MySQL Bugs: #56844: Race condition with 2 ndb_mgmd starting simultanious with "--reload"

Bug #56844	Race condition with 2 ndb_mgmd starting simultanious with "--reload"
Submitted:	17 Sep 2010 14:30	Modified:	17 Sep 2010 16:34
Reporter:	Jonas Oreland	Email Updates:
Status:	Closed	Impact on me:	None
Category:	MySQL Cluster: Cluster (NDB) storage engine	Severity:	S3 (Non-critical)
Version:	mysql-5.1-telco-7.0	OS:	Any
Assigned to:	Jonas Oreland	CPU Architecture:	Any

Description:
2 (or more) ndb_mgmd starting in parallel with "--reload"
could (rarely) cause both of them to fail to start.

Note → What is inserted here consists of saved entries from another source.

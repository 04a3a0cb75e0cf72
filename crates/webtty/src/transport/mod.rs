// SPDX-License-Identifier: BUSL-1.1
// Copyright (c) 2026 Alfred Jean LLC

//! Byte-stream transports a session runs on: an upgraded HTTP/1.1
//! connection, an HTTP/2 extended-CONNECT exchange, or (in tests) an
//! in-memory duplex pipe.

pub mod h2;

use tokio::io::{AsyncRead, AsyncWrite};

pub use h2::H2Stream;

/// Anything a session can speak frames over.
pub trait SessionStream: AsyncRead + AsyncWrite + Send + Unpin {}

impl<T: AsyncRead + AsyncWrite + Send + Unpin> SessionStream for T {}

/// Boxed transport handed from the upgrader to the session daemon.
pub type BoxedSessionStream = Box<dyn SessionStream>;
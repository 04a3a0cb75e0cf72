// SPDX-License-Identifier: BUSL-1.1
// Copyright (c) 2026 Alfred Jean LLC

//! RFC 6455 frame layer. Client-to-server frames must be masked; frames we
//! emit are unmasked with FIN set. The decoder enforces the message size
//! budget at header time, before any payload is buffered, tracking the
//! running length of the fragmented message in progress.

use bytes::{Buf, BufMut, Bytes, BytesMut};
use tokio_util::codec::{Decoder, Encoder};

use crate::error::Error;
use crate::protocol::CloseCode;

/// Largest possible frame header: 2 fixed bytes, 8 extended-length bytes,
/// 4 mask bytes.
pub const MAX_HEADER_SIZE: usize = 14;

#[derive(Debug, Clone, Copy, PartialEq, Eq)]
pub enum Opcode {
    Continuation,
    Text,
    Binary,
    Close,
    Ping,
    Pong,
}

impl Opcode {
    fn from_bits(bits: u8) -> Option<Self> {
        match bits {
            0x0 => Some(Self::Continuation),
            0x1 => Some(Self::Text),
            0x2 => Some(Self::Binary),
            0x8 => Some(Self::Close),
            0x9 => Some(Self::Ping),
            0xA => Some(Self::Pong),
            _ => None,
        }
    }

    fn bits(self) -> u8 {
        match self {
            Self::Continuation => 0x0,
            Self::Text => 0x1,
            Self::Binary => 0x2,
            Self::Close => 0x8,
            Self::Ping => 0x9,
            Self::Pong => 0xA,
        }
    }

    pub fn is_control(self) -> bool {
        matches!(self, Self::Close | Self::Ping | Self::Pong)
    }
}

/// A single decoded (already unmasked) or to-be-encoded frame.
#[derive(Debug, Clone)]
pub struct Frame {
    pub fin: bool,
    pub rsv1: bool,
    pub opcode: Opcode,
    pub payload: Bytes,
}

impl Frame {
    /// Binary data frame, FIN set.
    pub fn binary(payload: Bytes) -> Self {
        Self { fin: true, rsv1: false, opcode: Opcode::Binary, payload }
    }

    /// Binary data frame carrying a per-message-deflate payload (RSV1 set).
    pub fn compressed(payload: Bytes) -> Self {
        Self { fin: true, rsv1: true, opcode: Opcode::Binary, payload }
    }

    pub fn ping() -> Self {
        Self { fin: true, rsv1: false, opcode: Opcode::Ping, payload: Bytes::new() }
    }

    pub fn pong(payload: Bytes) -> Self {
        Self { fin: true, rsv1: false, opcode: Opcode::Pong, payload }
    }

    pub fn close(code: CloseCode) -> Self {
        Self {
            fin: true,
            rsv1: false,
            opcode: Opcode::Close,
            payload: Bytes::copy_from_slice(&code.code().to_be_bytes()),
        }
    }
}

/// Frame codec for one session. `message_size_limit <= 0` means unlimited.
pub struct FrameCodec {
    message_size_limit: i64,
    assembled: u64,
}

impl FrameCodec {
    pub fn new(message_size_limit: i64) -> Self {
        Self { message_size_limit, assembled: 0 }
    }
}

impl Decoder for FrameCodec {
    type Item = Frame;
    type Error = Error;

    fn decode(&mut self, src: &mut BytesMut) -> Result<Option<Frame>, Error> {
        if src.len() < 2 {
            return Ok(None);
        }

        let b0 = src[0];
        let b1 = src[1];

        let fin = b0 & 0x80 != 0;
        let rsv1 = b0 & 0x40 != 0;
        if b0 & 0x30 != 0 {
            return Err(Error::Protocol("reserved bits rsv2/rsv3 set"));
        }
        let opcode =
            Opcode::from_bits(b0 & 0x0F).ok_or(Error::Protocol("unknown opcode"))?;

        // Every client-to-server frame must be masked, control frames
        // included.
        if b1 & 0x80 == 0 {
            return Err(Error::Protocol("unmasked client frame"));
        }

        let ext = match b1 & 0x7F {
            126 => 2,
            127 => 8,
            _ => 0,
        };
        if src.len() < 2 + ext {
            return Ok(None);
        }

        let len: u64 = match ext {
            0 => (b1 & 0x7F) as u64,
            2 => u16::from_be_bytes([src[2], src[3]]) as u64,
            _ => u64::from_be_bytes([
                src[2], src[3], src[4], src[5], src[6], src[7], src[8], src[9],
            ]),
        };

        if opcode.is_control() {
            if !fin {
                return Err(Error::Protocol("fragmented control frame"));
            }
            if len > 125 {
                return Err(Error::Protocol("oversized control frame"));
            }
        } else if self.message_size_limit > 0
            && self.assembled + len > self.message_size_limit as u64
        {
            // Budget enforced against the announced length so an oversized
            // message is rejected before its payload is buffered.
            return Err(Error::FrameTooLarge);
        }

        let len =
            usize::try_from(len).map_err(|_| Error::Protocol("frame length overflow"))?;
        let header_len = 2 + ext + 4;
        let total = header_len + len;
        if src.len() < total {
            src.reserve(total - src.len());
            return Ok(None);
        }

        let mask = [src[2 + ext], src[3 + ext], src[4 + ext], src[5 + ext]];
        src.advance(header_len);
        let mut payload = src.split_to(len);
        for (i, byte) in payload.iter_mut().enumerate() {
            *byte ^= mask[i % 4];
        }

        if !opcode.is_control() {
            if fin {
                self.assembled = 0;
            } else {
                self.assembled += len as u64;
            }
        }

        Ok(Some(Frame { fin, rsv1, opcode, payload: payload.freeze() }))
    }
}

impl Encoder<Frame> for FrameCodec {
    type Error = Error;

    fn encode(&mut self, frame: Frame, dst: &mut BytesMut) -> Result<(), Error> {
        dst.reserve(MAX_HEADER_SIZE + frame.payload.len());
        dst.put_u8(
            (frame.fin as u8) << 7 | (frame.rsv1 as u8) << 6 | frame.opcode.bits(),
        );

        let len = frame.payload.len();
        if len < 126 {
            dst.put_u8(len as u8);
        } else if len <= u16::MAX as usize {
            dst.put_u8(126);
            dst.put_u16(len as u16);
        } else {
            dst.put_u8(127);
            dst.put_u64(len as u64);
        }
        dst.extend_from_slice(&frame.payload);
        Ok(())
    }
}

#[cfg(test)]
#[path = "frame_tests.rs"]
mod tests;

seen rarely in CluB, but more frequent on sol10-sparc-a

Problem was that config-change protocol was very deadlock prone
as it "locked" all "replicas" in parallel

Code is now changed to "lock" one node at a time
(in node id order) making it deadlock free, so that
atleast one of the nodes will succeed.

How to repeat:
run testMgmd long enough
or run my new test for testMgmd once...
it never passes

Suggested fix:
"lock" in order

A patch for this bug has been committed. After review, it may
be pushed to the relevant source trees for release in the next
version. You can access the patch from:

  http://lists.mysql.com/commits/118489

3767 Jonas Oreland	2010-09-17
      ndb - bug#56844 - make config change protocol contact nodes in order to avoid deadlock

Pushed into mysql-5.1-telco-7.0 5.1.47-ndb-7.0.19 (revid:jonas@mysql.com-20100917144451-l5l9ea7qotpab3t3) (version source revid:jonas@mysql.com-20100917143059-6k3zsmma884um847) (merge vers: 5.1.47-ndb-7.0.19) (pib:21)

pushed to 7.0.19 and 7.1.8

Documented bugfix in the NDB-7.0.19 and 7.1.8 changelogs as follows:

        Under certain rare conditions, attempting to start more than one
        ndb_mgmd process simultaneously using the --reload option caused
        a race condition such that none of the ndb_mgmd processes could
        start.

Closed.